How not to get punched

Bob, duck, weave, and slip. That's pretty much it. Oh, and- most important of all- KEEP YOUR EYES OPEN.


It's actually not quite as easy as I make it sound- or he makes it look in that video. If you'll notice, he uses his hands a great deal to slap or push other people's punches away- which is also very important. But the simplest way to avoid getting whacked in the face in the street is pretty much what is outlined in that video- if someone sends a punch towards your face, just get your face off the line of the strike so that it's not there when the strike arrives.

And always, always, ALWAYS remember to keep your eyes open. This takes a lot of training. When someone throws a punch at your face, your body's first instinct is to close your eyes, raise your hands, and back away. The problem is that if you close your eyes, you're NOT going to see the next punch coming. And because of that, you won't be able to get out of the way, and the punch you DON'T see coming is going to hurt a damn sight more because of that. You have to train your body to react against its own instincts in this one case- not an easy ask.

You might be surprised, by the way, to realise that although this sounds very easy in practice, the majority of people find it quite difficult.

There are two "beginner" levels in Krav Maga- yellow belt, where you learn how to throw strikes, and orange belt, where you learn to dodge strikes and spar. (Certain organisations use patches instead of belts, but it's basically the same idea.) This is because, in order to dodge a strike, you have to have some idea of how to throw the strike in the first place.

And I can tell you from sometimes painful personal experience that most people who test for yellow belt really still don't have a clue how to throw a proper punch, because most of them have never sparred, and never will actively spar. Then they get to the yellow belt classes and are called upon to spar at the end of the class, and they have absolutely no damn clue how to deal with what's coming.
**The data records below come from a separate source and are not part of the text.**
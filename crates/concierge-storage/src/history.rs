//! Store traits consumed by the chat layer, and their SQLite implementation.
//!
//! Availability is checked on every call: the connection can come and go
//! between requests, so callers never cache it.

use async_trait::async_trait;
use tracing::warn;

use concierge_core::error::ConciergeError;
use concierge_core::types::{FaqEntry, Interaction, VoiceRecord};

use crate::db::StoreHandle;
use crate::repository::{FaqRepository, InteractionRepository, VoiceRecordRepository};

/// Append/query access to conversation turns.
#[async_trait]
pub trait HistoryStore: Send + Sync {
    /// Whether the backing store can currently be reached.
    fn is_available(&self) -> bool;

    /// Append one turn.
    async fn append(&self, interaction: &Interaction) -> Result<(), ConciergeError>;

    /// Up to `limit` turns of a conversation, newest first.
    ///
    /// Returns an empty list when the store is unavailable or the read fails.
    async fn recent(&self, conversation_id: &str, limit: usize) -> Vec<Interaction>;
}

/// FAQ lookup and transcript logging for the voice path.
#[async_trait]
pub trait VoiceStore: Send + Sync {
    fn is_available(&self) -> bool;

    /// FAQs whose question contains any keyword, at most `limit`.
    async fn find_faqs(
        &self,
        keywords: &[String],
        limit: usize,
    ) -> Result<Vec<FaqEntry>, ConciergeError>;

    async fn record_voice(&self, record: &VoiceRecord) -> Result<(), ConciergeError>;
}

/// SQLite-backed implementation of both store traits.
#[derive(Clone, Debug)]
pub struct SqliteStore {
    handle: StoreHandle,
}

impl SqliteStore {
    pub fn new(handle: StoreHandle) -> Self {
        Self { handle }
    }

    pub fn handle(&self) -> &StoreHandle {
        &self.handle
    }
}

#[async_trait]
impl HistoryStore for SqliteStore {
    fn is_available(&self) -> bool {
        self.handle.is_available()
    }

    async fn append(&self, interaction: &Interaction) -> Result<(), ConciergeError> {
        let db = self.handle.require()?;
        InteractionRepository::new(db.clone()).save(interaction)
    }

    async fn recent(&self, conversation_id: &str, limit: usize) -> Vec<Interaction> {
        if conversation_id.is_empty() || !self.handle.is_available() {
            return Vec::new();
        }
        let Some(db) = self.handle.database() else {
            return Vec::new();
        };
        match InteractionRepository::new(db.clone()).recent(conversation_id, limit) {
            Ok(turns) => turns,
            Err(e) => {
                warn!(conversation_id, error = %e, "Could not load interactions");
                Vec::new()
            }
        }
    }
}

#[async_trait]
impl VoiceStore for SqliteStore {
    fn is_available(&self) -> bool {
        self.handle.is_available()
    }

    async fn find_faqs(
        &self,
        keywords: &[String],
        limit: usize,
    ) -> Result<Vec<FaqEntry>, ConciergeError> {
        let db = self.handle.require()?;
        FaqRepository::new(db.clone()).find_by_keywords(keywords, limit)
    }

    async fn record_voice(&self, record: &VoiceRecord) -> Result<(), ConciergeError> {
        let db = self.handle.require()?;
        VoiceRecordRepository::new(db.clone()).save(record)
    }
}
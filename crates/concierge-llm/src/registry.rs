//! Ordered provider registry and the fallback chain.
//!
//! Every configured provider name gets a slot at startup. A slot holds an
//! initialized client, or nothing when its credential is absent; the chain
//! only ever visits initialized slots.

use std::sync::Arc;
use std::time::Duration;

use tracing::{debug, info, warn};

use concierge_core::config::LlmConfig;

use crate::error::ProviderError;
use crate::gemini::GeminiProvider;
use crate::groq::GroqProvider;
use crate::provider::{GenerateRequest, LlmProvider};

/// A named position in the provider order.
struct ProviderSlot {
    name: String,
    provider: Option<Arc<dyn LlmProvider>>,
}

/// One provider attempt that did not produce a reply.
#[derive(Debug)]
pub struct ProviderFailure {
    pub provider: String,
    pub error: ProviderError,
}

/// Terminal state of a walk down the chain.
#[derive(Debug)]
pub enum ChainOutcome {
    /// A provider answered. `failures` lists the providers tried before it.
    Succeeded {
        provider: String,
        reply: String,
        failures: Vec<ProviderFailure>,
    },
    /// Every initialized provider failed, or none was initialized.
    Exhausted { failures: Vec<ProviderFailure> },
}

impl ChainOutcome {
    pub fn reply(&self) -> Option<&str> {
        match self {
            ChainOutcome::Succeeded { reply, .. } => Some(reply),
            ChainOutcome::Exhausted { .. } => None,
        }
    }
}

/// Ordered set of LLM providers, resolved once at startup.
#[derive(Default)]
pub struct ProviderRegistry {
    slots: Vec<ProviderSlot>,
}

impl ProviderRegistry {
    pub fn new() -> Self {
        Self { slots: Vec::new() }
    }

    /// Build the registry from configuration.
    ///
    /// Providers without credentials keep an empty slot; unknown names are
    /// logged and skipped.
    pub fn from_config(config: &LlmConfig) -> Self {
        let timeout = Duration::from_secs(config.timeout_secs);
        let mut registry = Self::new();

        for name in &config.provider_order {
            let built: Result<Arc<dyn LlmProvider>, ProviderError> = match name.as_str() {
                "groq" => GroqProvider::from_config(
                    &config.groq,
                    timeout,
                    config.temperature,
                    config.max_tokens,
                )
                .map(|p| Arc::new(p) as Arc<dyn LlmProvider>),
                "gemini" => GeminiProvider::from_config(
                    &config.gemini,
                    timeout,
                    config.temperature,
                    config.max_tokens,
                )
                .map(|p| Arc::new(p) as Arc<dyn LlmProvider>),
                other => {
                    warn!(provider = other, "Unknown LLM provider in order list; skipping");
                    continue;
                }
            };

            match built {
                Ok(provider) => {
                    info!(provider = %name, "LLM provider enabled");
                    registry.register(name.clone(), Some(provider));
                }
                Err(e) => {
                    warn!(provider = %name, error = %e, "LLM provider disabled");
                    registry.register(name.clone(), None);
                }
            }
        }

        registry
    }

    /// Append a slot to the end of the order.
    pub fn register(&mut self, name: impl Into<String>, provider: Option<Arc<dyn LlmProvider>>) {
        let name = name.into();
        if self.slots.iter().any(|s| s.name == name) {
            warn!(provider = %name, "Duplicate LLM provider in order list; keeping first");
            return;
        }
        self.slots.push(ProviderSlot { name, provider });
    }

    /// Builder form of [`register`](Self::register) for an initialized provider.
    pub fn with_provider(mut self, provider: Arc<dyn LlmProvider>) -> Self {
        let name = provider.name().to_string();
        self.register(name, Some(provider));
        self
    }

    /// Initialized providers in chain order.
    pub fn active(&self) -> impl Iterator<Item = &Arc<dyn LlmProvider>> {
        self.slots.iter().filter_map(|s| s.provider.as_ref())
    }

    /// `(name, enabled)` for every slot, in order.
    pub fn status(&self) -> Vec<(String, bool)> {
        self.slots
            .iter()
            .map(|s| (s.name.clone(), s.provider.is_some()))
            .collect()
    }

    pub fn has_active(&self) -> bool {
        self.active().next().is_some()
    }

    /// Try each initialized provider in order, stopping at the first reply.
    pub async fn generate(&self, request: &GenerateRequest) -> ChainOutcome {
        let mut failures = Vec::new();

        for provider in self.active() {
            debug!(provider = provider.name(), "Trying LLM provider");
            match provider.generate(request).await {
                Ok(reply) => {
                    return ChainOutcome::Succeeded {
                        provider: provider.name().to_string(),
                        reply,
                        failures,
                    };
                }
                Err(error) => {
                    warn!(provider = provider.name(), error = %error, "LLM call failed");
                    failures.push(ProviderFailure {
                        provider: provider.name().to_string(),
                        error,
                    });
                }
            }
        }

        if failures.is_empty() {
            failures.push(ProviderFailure {
                provider: "none".to_string(),
                error: ProviderError::NoProviders,
            });
        }
        ChainOutcome::Exhausted { failures }
    }

    /// Call only the first initialized provider, once.
    pub async fn generate_once(
        &self,
        request: &GenerateRequest,
    ) -> Result<(String, String), ProviderError> {
        let provider = self.active().next().ok_or(ProviderError::NoProviders)?;
        let reply = provider.generate(request).await?;
        Ok((provider.name().to_string(), reply))
    }
}
//! Voice intake: transcribe, look up FAQ context, ask the first provider.
//!
//! Unlike the text path there is no canned fallback here, so transcription
//! and LLM failures end the request.

use std::sync::Arc;

use serde::Serialize;
use tracing::{debug, info};

use concierge_core::types::{FaqEntry, VoiceRecord};
use concierge_llm::{GenerateRequest, ProviderRegistry, SpeechToText};
use concierge_storage::VoiceStore;

use crate::error::ChatError;
use crate::persist::{record_voice, PersistOutcome};

pub const VOICE_SYSTEM_PROMPT: &str =
    "You are a concise and helpful hotel assistant. Use provided FAQ context when relevant.";

const MAX_KEYWORDS: usize = 6;
const MAX_FAQ_MATCHES: usize = 4;
const VOICE_TEMPERATURE: f32 = 0.2;
const VOICE_MAX_TOKENS: u32 = 300;

#[derive(Debug, Clone, PartialEq, Eq, Serialize)]
pub struct VoiceReply {
    pub transcript: String,
    pub reply: String,
}

/// Up to `max` lower-cased word tokens longer than two characters.
pub fn extract_keywords(text: &str, max: usize) -> Vec<String> {
    text.to_lowercase()
        .split(|c: char| !(c.is_alphanumeric() || c == '_'))
        .filter(|w| w.chars().count() > 2)
        .take(max)
        .map(str::to_string)
        .collect()
}

fn render_faq_context(faqs: &[FaqEntry]) -> String {
    faqs.iter()
        .map(|f| format!("Q: {}\nA: {}", f.question, f.answer))
        .collect::<Vec<_>>()
        .join("\n\n")
}

fn voice_prompt(context: &str, transcript: &str) -> String {
    let context = if context.is_empty() { "None" } else { context };
    format!(
        "Context: {}\n\nUser said: {}\n\nRespond in 2-4 sentences. If the user asked for missing info, ask a clarifying question.",
        context, transcript
    )
}

pub struct VoiceIntake {
    stt: Arc<dyn SpeechToText>,
    store: Arc<dyn VoiceStore>,
    providers: Arc<ProviderRegistry>,
}

impl VoiceIntake {
    pub fn new(
        stt: Arc<dyn SpeechToText>,
        store: Arc<dyn VoiceStore>,
        providers: Arc<ProviderRegistry>,
    ) -> Self {
        Self {
            stt,
            store,
            providers,
        }
    }

    pub async fn handle(&self, audio: Vec<u8>, filename: &str) -> Result<VoiceReply, ChatError> {
        let transcript = self
            .stt
            .transcribe(audio, filename)
            .await
            .map_err(ChatError::transcription)?;
        debug!(chars = transcript.len(), "Transcribed voice upload");

        let context = self.faq_context(&transcript).await;
        let request = GenerateRequest::new(VOICE_SYSTEM_PROMPT, voice_prompt(&context, &transcript))
            .with_temperature(VOICE_TEMPERATURE)
            .with_max_tokens(VOICE_MAX_TOKENS);

        let (provider, reply) = self
            .providers
            .generate_once(&request)
            .await
            .map_err(ChatError::llm)?;
        info!(provider = %provider, "Voice reply generated");

        record_voice(self.store.as_ref(), &VoiceRecord::new(&transcript, &reply))
            .await
            .log("voice record");

        Ok(VoiceReply { transcript, reply })
    }

    /// Matched FAQ pairs rendered as prompt context; empty on any failure.
    async fn faq_context(&self, transcript: &str) -> String {
        let keywords = extract_keywords(transcript, MAX_KEYWORDS);
        if keywords.is_empty() {
            return String::new();
        }
        if !self.store.is_available() {
            PersistOutcome::Skipped("store unavailable".to_string()).log("faq lookup");
            return String::new();
        }
        match self.store.find_faqs(&keywords, MAX_FAQ_MATCHES).await {
            Ok(faqs) => {
                debug!(keywords = ?keywords, matched = faqs.len(), "FAQ lookup");
                render_faq_context(&faqs)
            }
            Err(e) => {
                PersistOutcome::Failed(e).log("faq lookup");
                String::new()
            }
        }
    }
}
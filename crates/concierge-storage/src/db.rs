//! Database connection management.
//!
//! Wraps a single rusqlite Connection in a Mutex for thread-safe access,
//! and exposes an optional handle whose availability is checked per call.

use std::path::Path;
use std::sync::{Arc, Mutex};

use rusqlite::Connection;
use tracing::{error, info, warn};

use concierge_core::error::ConciergeError;

use crate::migrations;

/// Thread-safe SQLite database wrapper.
///
/// The connection is wrapped in a Mutex since rusqlite Connection is not Sync.
pub struct Database {
    conn: Mutex<Connection>,
}

impl Database {
    /// Open (or create) a database at the given path.
    ///
    /// Configures WAL mode, synchronous=NORMAL, and runs all pending
    /// migrations.
    pub fn new(path: &Path) -> Result<Self, ConciergeError> {
        if let Some(parent) = path.parent() {
            if !parent.as_os_str().is_empty() {
                std::fs::create_dir_all(parent)?;
            }
        }

        let conn = Connection::open(path)
            .map_err(|e| ConciergeError::Storage(format!("Failed to open database: {}", e)))?;

        conn.execute_batch(
            "PRAGMA journal_mode = WAL;
             PRAGMA synchronous = NORMAL;
             PRAGMA busy_timeout = 5000;",
        )
        .map_err(|e| ConciergeError::Storage(format!("Failed to set pragmas: {}", e)))?;

        info!("Database opened at {}", path.display());
        Self::from_connection(conn)
    }

    /// Open an in-memory database (for testing).
    pub fn in_memory() -> Result<Self, ConciergeError> {
        let conn = Connection::open_in_memory()
            .map_err(|e| ConciergeError::Storage(format!("Failed to open in-memory db: {}", e)))?;
        Self::from_connection(conn)
    }

    fn from_connection(conn: Connection) -> Result<Self, ConciergeError> {
        let db = Self {
            conn: Mutex::new(conn),
        };
        db.with_conn(migrations::run_migrations)?;
        Ok(db)
    }

    /// Execute a closure with a reference to the underlying connection.
    ///
    /// The mutex is held for the duration of the closure.
    pub fn with_conn<F, T>(&self, f: F) -> Result<T, ConciergeError>
    where
        F: FnOnce(&Connection) -> Result<T, ConciergeError>,
    {
        let conn = self
            .conn
            .lock()
            .map_err(|e| ConciergeError::Storage(format!("Database lock poisoned: {}", e)))?;
        f(&conn)
    }

    /// Round-trip a trivial query to confirm the connection is usable.
    pub fn ping(&self) -> bool {
        self.with_conn(|conn| {
            conn.query_row("SELECT 1", [], |row| row.get::<_, i64>(0))
                .map_err(|e| ConciergeError::Storage(e.to_string()))
        })
        .is_ok()
    }
}

impl std::fmt::Debug for Database {
    fn fmt(&self, f: &mut std::fmt::Formatter<'_>) -> std::fmt::Result {
        f.debug_struct("Database").finish()
    }
}

/// Connection handle built once at startup and passed to every store.
///
/// A disabled handle (no connection string, or the open failed) is a
/// normal state, not an error.
#[derive(Clone, Debug, Default)]
pub struct StoreHandle {
    db: Option<Arc<Database>>,
}

impl StoreHandle {
    /// Open the database named by `database_url`.
    ///
    /// Accepts a filesystem path, a `sqlite://` URL, or `:memory:`.
    /// Failures are logged and produce a disabled handle so that startup
    /// continues without persistence.
    pub fn open(database_url: Option<&str>) -> Self {
        let Some(url) = database_url.map(str::trim).filter(|u| !u.is_empty()) else {
            warn!("DATABASE_URL not provided; continuing without persistence");
            return Self::disabled();
        };

        let path = url.strip_prefix("sqlite://").unwrap_or(url);
        let opened = if path == ":memory:" {
            Database::in_memory()
        } else {
            Database::new(Path::new(path))
        };

        match opened {
            Ok(db) => Self::from_database(db),
            Err(e) => {
                error!(error = %e, "Database unavailable; continuing without persistence");
                Self::disabled()
            }
        }
    }

    /// A handle with no backing database.
    pub fn disabled() -> Self {
        Self { db: None }
    }

    pub fn from_database(db: Database) -> Self {
        Self {
            db: Some(Arc::new(db)),
        }
    }

    /// Whether a database is attached and currently answering queries.
    pub fn is_available(&self) -> bool {
        self.db.as_ref().is_some_and(|db| db.ping())
    }

    /// Whether a database was configured at all.
    pub fn is_configured(&self) -> bool {
        self.db.is_some()
    }

    pub fn database(&self) -> Option<&Arc<Database>> {
        self.db.as_ref()
    }

    /// The attached database, or a storage error if persistence is off.
    pub fn require(&self) -> Result<&Arc<Database>, ConciergeError> {
        self.db
            .as_ref()
            .ok_or_else(|| ConciergeError::Storage("persistence is not configured".to_string()))
    }
}
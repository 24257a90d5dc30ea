//! Single-shot text generation provider for Gemini's `generateText` API.
//!
//! The system and user prompts are folded into one prompt string.

use std::time::Duration;

use async_trait::async_trait;
use reqwest::Client;
use serde::Serialize;
use serde_json::Value;

use concierge_core::config::ProviderConfig;

use crate::error::ProviderError;
use crate::groq::non_empty_or;
use crate::provider::{GenerateRequest, LlmProvider, Sampling};

const DEFAULT_MODEL: &str = "text-bison-001";
const DEFAULT_BASE_URL: &str = "https://generativelanguage.googleapis.com/v1beta2";

#[derive(Debug, Serialize)]
#[serde(rename_all = "camelCase")]
struct GenerateTextRequest {
    prompt: TextPrompt,
    temperature: f32,
    max_output_tokens: u32,
}

#[derive(Debug, Serialize)]
struct TextPrompt {
    text: String,
}

pub struct GeminiProvider {
    client: Client,
    api_key: String,
    model: String,
    base_url: String,
    timeout_secs: u64,
    sampling: Sampling,
}

impl GeminiProvider {
    /// Build a client from config.
    ///
    /// Fails with `NotConfigured` when no API key is present.
    pub fn from_config(
        config: &ProviderConfig,
        timeout: Duration,
        temperature: f32,
        max_tokens: u32,
    ) -> Result<Self, ProviderError> {
        let api_key = config
            .api_key
            .as_deref()
            .map(str::trim)
            .filter(|k| !k.is_empty())
            .ok_or_else(|| ProviderError::NotConfigured("GEMINI_API_KEY".to_string()))?;

        let client = Client::builder()
            .timeout(timeout)
            .build()
            .map_err(|e| ProviderError::Network(e.to_string()))?;

        Ok(Self {
            client,
            api_key: api_key.to_string(),
            model: non_empty_or(&config.model, DEFAULT_MODEL),
            base_url: non_empty_or(&config.base_url, DEFAULT_BASE_URL)
                .trim_end_matches('/')
                .to_string(),
            timeout_secs: timeout.as_secs(),
            sampling: Sampling {
                temperature,
                max_tokens,
            },
        })
    }

    fn endpoint(&self, model: &str) -> String {
        let model = model.trim_matches('/');
        format!("{}/models/{}:generateText", self.base_url, model)
    }

    fn prompt_text(request: &GenerateRequest) -> String {
        if request.system_prompt.is_empty() {
            request.user_prompt.clone()
        } else {
            format!("{}\n\n{}", request.system_prompt, request.user_prompt)
        }
    }

    /// Pull reply text out of the several response shapes the API has used.
    fn extract_text(json: &Value) -> Option<String> {
        let candidate = &json["candidates"][0];
        [
            &candidate["output"],
            &candidate["content"],
            &json["output"][0]["content"],
            &json["text"],
        ]
        .into_iter()
        .find_map(|v| match v {
            Value::String(s) if !s.trim().is_empty() => Some(s.trim().to_string()),
            Value::Object(_) | Value::Array(_) => Some(v.to_string()),
            _ => None,
        })
    }
}

#[async_trait]
impl LlmProvider for GeminiProvider {
    fn name(&self) -> &str {
        "gemini"
    }

    async fn generate(&self, request: &GenerateRequest) -> Result<String, ProviderError> {
        let (temperature, max_output_tokens) = self.sampling.resolve(request);
        let body = GenerateTextRequest {
            prompt: TextPrompt {
                text: Self::prompt_text(request),
            },
            temperature,
            max_output_tokens,
        };

        let url = self.endpoint(request.model.as_deref().unwrap_or(&self.model));
        let response = self
            .client
            .post(&url)
            .query(&[("key", self.api_key.as_str())])
            .json(&body)
            .send()
            .await
            .map_err(|e| ProviderError::from_reqwest(e, self.timeout_secs))?;

        let status = response.status();
        if !status.is_success() {
            let body = response.text().await.unwrap_or_default();
            return Err(ProviderError::Upstream {
                status: status.as_u16(),
                body,
            });
        }

        let json: Value = response
            .json()
            .await
            .map_err(ProviderError::undecodable)?;

        Self::extract_text(&json).ok_or_else(|| {
            ProviderError::InvalidResponse("Gemini response carried no output".to_string())
        })
    }
}
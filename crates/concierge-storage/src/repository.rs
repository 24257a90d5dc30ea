//! Repository implementations for SQLite-backed persistence.
//!
//! Provides InteractionRepository, FaqRepository, and VoiceRecordRepository
//! that operate on the Database struct using raw SQL.

use std::sync::Arc;

use chrono::{DateTime, TimeZone, Utc};
use uuid::Uuid;

use concierge_core::error::ConciergeError;
use concierge_core::types::{FaqEntry, Interaction, Role, VoiceRecord};

use crate::db::Database;

/// Repository for conversation turns.
pub struct InteractionRepository {
    db: Arc<Database>,
}

impl InteractionRepository {
    pub fn new(db: Arc<Database>) -> Self {
        Self { db }
    }

    /// Append a turn.
    pub fn save(&self, interaction: &Interaction) -> Result<(), ConciergeError> {
        let meta = serde_json::to_string(&interaction.meta)?;
        self.db.with_conn(|conn| {
            conn.execute(
                "INSERT INTO interactions (id, conversation_id, role, text, meta, created_at)
                 VALUES (?1, ?2, ?3, ?4, ?5, ?6)",
                rusqlite::params![
                    interaction.id.to_string(),
                    interaction.conversation_id,
                    interaction.role.as_str(),
                    interaction.text,
                    meta,
                    interaction.created_at.timestamp_millis(),
                ],
            )
            .map_err(|e| ConciergeError::Storage(format!("Failed to save interaction: {}", e)))?;
            Ok(())
        })
    }

    /// The most recent turns of a conversation, newest first.
    ///
    /// Turns sharing a timestamp come back in reverse insertion order.
    pub fn recent(
        &self,
        conversation_id: &str,
        limit: usize,
    ) -> Result<Vec<Interaction>, ConciergeError> {
        self.db.with_conn(|conn| {
            let mut stmt = conn
                .prepare(
                    "SELECT id, conversation_id, role, text, meta, created_at
                     FROM interactions
                     WHERE conversation_id = ?1
                     ORDER BY created_at DESC, rowid DESC
                     LIMIT ?2",
                )
                .map_err(|e| ConciergeError::Storage(e.to_string()))?;

            let rows = stmt
                .query_map(rusqlite::params![conversation_id, limit as i64], |row| {
                    Ok(row_to_interaction(row))
                })
                .map_err(|e| ConciergeError::Storage(e.to_string()))?;

            let mut interactions = Vec::new();
            for row in rows {
                let interaction = row.map_err(|e| ConciergeError::Storage(e.to_string()))??;
                interactions.push(interaction);
            }
            Ok(interactions)
        })
    }

    /// Count turns stored for a conversation.
    pub fn count_for(&self, conversation_id: &str) -> Result<u64, ConciergeError> {
        self.db.with_conn(|conn| {
            let count: i64 = conn
                .query_row(
                    "SELECT COUNT(*) FROM interactions WHERE conversation_id = ?1",
                    rusqlite::params![conversation_id],
                    |row| row.get(0),
                )
                .map_err(|e| ConciergeError::Storage(e.to_string()))?;
            Ok(count as u64)
        })
    }

    /// Count all stored turns.
    pub fn count(&self) -> Result<u64, ConciergeError> {
        self.db.with_conn(|conn| {
            let count: i64 = conn
                .query_row("SELECT COUNT(*) FROM interactions", [], |row| row.get(0))
                .map_err(|e| ConciergeError::Storage(e.to_string()))?;
            Ok(count as u64)
        })
    }
}

/// Repository for seeded FAQ reference data.
pub struct FaqRepository {
    db: Arc<Database>,
}

impl FaqRepository {
    pub fn new(db: Arc<Database>) -> Self {
        Self { db }
    }

    /// Replace the whole FAQ table with `entries` in one transaction.
    pub fn replace_all(&self, entries: &[FaqEntry]) -> Result<usize, ConciergeError> {
        self.db.with_conn(|conn| {
            let tx = conn
                .unchecked_transaction()
                .map_err(|e| ConciergeError::Storage(e.to_string()))?;
            tx.execute("DELETE FROM faqs", [])
                .map_err(|e| ConciergeError::Storage(format!("Failed to clear faqs: {}", e)))?;
            {
                let mut stmt = tx
                    .prepare("INSERT INTO faqs (question, answer) VALUES (?1, ?2)")
                    .map_err(|e| ConciergeError::Storage(e.to_string()))?;
                for entry in entries {
                    stmt.execute(rusqlite::params![entry.question, entry.answer])
                        .map_err(|e| {
                            ConciergeError::Storage(format!("Failed to insert faq: {}", e))
                        })?;
                }
            }
            tx.commit()
                .map_err(|e| ConciergeError::Storage(e.to_string()))?;
            Ok(entries.len())
        })
    }

    /// FAQs whose question contains any of `keywords`, case-insensitively.
    ///
    /// Matching happens in Rust: SQLite's `lower()` folds ASCII only.
    pub fn find_by_keywords(
        &self,
        keywords: &[String],
        limit: usize,
    ) -> Result<Vec<FaqEntry>, ConciergeError> {
        if keywords.is_empty() || limit == 0 {
            return Ok(Vec::new());
        }
        let needles: Vec<String> = keywords.iter().map(|k| k.to_lowercase()).collect();

        let entries = self
            .list()?
            .into_iter()
            .filter(|entry| {
                let question = entry.question.to_lowercase();
                needles.iter().any(|n| question.contains(n.as_str()))
            })
            .take(limit)
            .collect();
        Ok(entries)
    }

    /// All FAQs in insertion order.
    pub fn list(&self) -> Result<Vec<FaqEntry>, ConciergeError> {
        self.db.with_conn(|conn| {
            let mut stmt = conn
                .prepare("SELECT question, answer FROM faqs ORDER BY id ASC")
                .map_err(|e| ConciergeError::Storage(e.to_string()))?;
            let rows = stmt
                .query_map([], |row| {
                    Ok(FaqEntry {
                        question: row.get(0)?,
                        answer: row.get(1)?,
                    })
                })
                .map_err(|e| ConciergeError::Storage(e.to_string()))?;

            let mut entries = Vec::new();
            for row in rows {
                entries.push(row.map_err(|e| ConciergeError::Storage(e.to_string()))?);
            }
            Ok(entries)
        })
    }
}

/// Repository for voice endpoint transcripts.
pub struct VoiceRecordRepository {
    db: Arc<Database>,
}

impl VoiceRecordRepository {
    pub fn new(db: Arc<Database>) -> Self {
        Self { db }
    }

    pub fn save(&self, record: &VoiceRecord) -> Result<(), ConciergeError> {
        self.db.with_conn(|conn| {
            conn.execute(
                "INSERT INTO voice_interactions (id, transcript, reply, created_at)
                 VALUES (?1, ?2, ?3, ?4)",
                rusqlite::params![
                    record.id.to_string(),
                    record.transcript,
                    record.reply,
                    record.created_at.timestamp_millis(),
                ],
            )
            .map_err(|e| ConciergeError::Storage(format!("Failed to save voice record: {}", e)))?;
            Ok(())
        })
    }

    pub fn count(&self) -> Result<u64, ConciergeError> {
        self.db.with_conn(|conn| {
            let count: i64 = conn
                .query_row("SELECT COUNT(*) FROM voice_interactions", [], |row| {
                    row.get(0)
                })
                .map_err(|e| ConciergeError::Storage(e.to_string()))?;
            Ok(count as u64)
        })
    }
}

// =============================================================================
// Row mapping helpers
// =============================================================================

fn row_to_interaction(row: &rusqlite::Row) -> Result<Interaction, ConciergeError> {
    let id_str: String = row
        .get(0)
        .map_err(|e| ConciergeError::Storage(e.to_string()))?;
    let conversation_id: String = row
        .get(1)
        .map_err(|e| ConciergeError::Storage(e.to_string()))?;
    let role_str: String = row
        .get(2)
        .map_err(|e| ConciergeError::Storage(e.to_string()))?;
    let text: String = row
        .get(3)
        .map_err(|e| ConciergeError::Storage(e.to_string()))?;
    let meta_str: String = row
        .get(4)
        .map_err(|e| ConciergeError::Storage(e.to_string()))?;
    let created_ms: i64 = row
        .get(5)
        .map_err(|e| ConciergeError::Storage(e.to_string()))?;

    let id = Uuid::parse_str(&id_str)
        .map_err(|e| ConciergeError::Storage(format!("Invalid interaction id: {}", e)))?;
    let role: Role = role_str.parse()?;
    let meta = serde_json::from_str(&meta_str).unwrap_or_else(|_| serde_json::json!({}));

    Ok(Interaction {
        id,
        conversation_id,
        role,
        text,
        meta,
        created_at: millis_to_datetime(created_ms),
    })
}

fn millis_to_datetime(ms: i64) -> DateTime<Utc> {
    Utc.timestamp_millis_opt(ms).single().unwrap_or_default()
}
(By the way, I love watching new yellow belts come to those classes. I spar regularly. I don't claim to be any good at it- personally I think I'm pretty terrible- but I do it anyway. The end result is that nowadays light sparring doesn't scare me; actually, it's my favourite part of any class. So when I see fresh meat hit the mat, the first thing I'm thinking is, "Maw, hand me that there carving knife...")

If you were to take 1,000 random people on the street and toss them straight into a Krav Maga class (or any difficult strike-based art, like muay thai or traditional karate), then you'll find that of those 1,000:
  • Something like 600-700 will make it to yellow belt
  • Maybe 100 will make it to orange belt
  • Perhaps 40 of those will make it to green belt
  • Something like 15 of those get to blue belt
  • Say 8 of those will make it to brown belt
  • If you are very, very lucky, 3 of those will make it all the way to 1st Dan black belt

A 0.3% graduation rate. That is how difficult it is- and in my very frank personal opinion, that is exactly how it bloody well should be. The last thing you want is to be teaching knife/stick/gun defences and wrestling takedowns and joint manipulations to people who don't have the speed, self-control, or experience to handle techniques like that- and you certainly don't want those same people going out into the world and teaching techniques in a half-arsed fashion.

And it saddens me greatly to say that indeed, there are several global KM organisations around the world that have become little better than the KM version of McDojos, churning out "black belts" who in reality couldn't outfight my own organisation's green belts. I'm not going to say who these are, mostly due to my immense personal respect for my own teacher and the fact that he knows most of these people as personal acquaintances and even erstwhile friends, but it is a real and serious problem for the art.

But I digress.

If you've never boxed before, you might find yourself wondering what it's like to get punched in the face. And you might think that it actually hurts more to get punched by someone wearing heavy gloves than it does with a naked fist.

In fact, it's the other way around. You might be surprised to realise that a 14oz boxing glove actually contains a significant amount of padding. This is quite deliberate. Getting hit in the face with the big knuckles of someone's fist is actually extremely painful- you ain't gonna last long if someone repeatedly lands punches like that. The padding on a boxing glove is there for two purposes: to protect your hand from shattering like porcelain when you throw a sloppy punch and it connects, and to protect your opponent's face when you throw a good punch and it lands.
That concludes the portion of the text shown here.